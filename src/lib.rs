//! # m365ctl
//!
//! Command-line client for Microsoft 365. Commands validate their options,
//! resolve friendly names (groups, plans, buckets, chats, lists) to IDs and
//! call Microsoft Graph or SharePoint Online REST and CSOM endpoints.

pub mod cmd;
pub mod config;
pub mod error;
pub mod graph;
pub mod output;
pub mod util;

pub use error::{M365Error, Result};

**ABOUT THIS TASK:** A word-for-word copy of all the entries is required.

**ANSWER TO THIS PROBLEM:**
filename src/lib.rs
//! # m365ctl
//!
//! Command-line client for Microsoft 365. Commands validate their options,
//! resolve friendly names (groups, plans, buckets, chats, lists) to IDs and
//! call Microsoft Graph or SharePoint Online REST and CSOM endpoints.

pub mod cmd;
pub mod config;
pub mod error;
pub mod graph;
pub mod output;
pub mod util;

pub use error::{M365Error, Result};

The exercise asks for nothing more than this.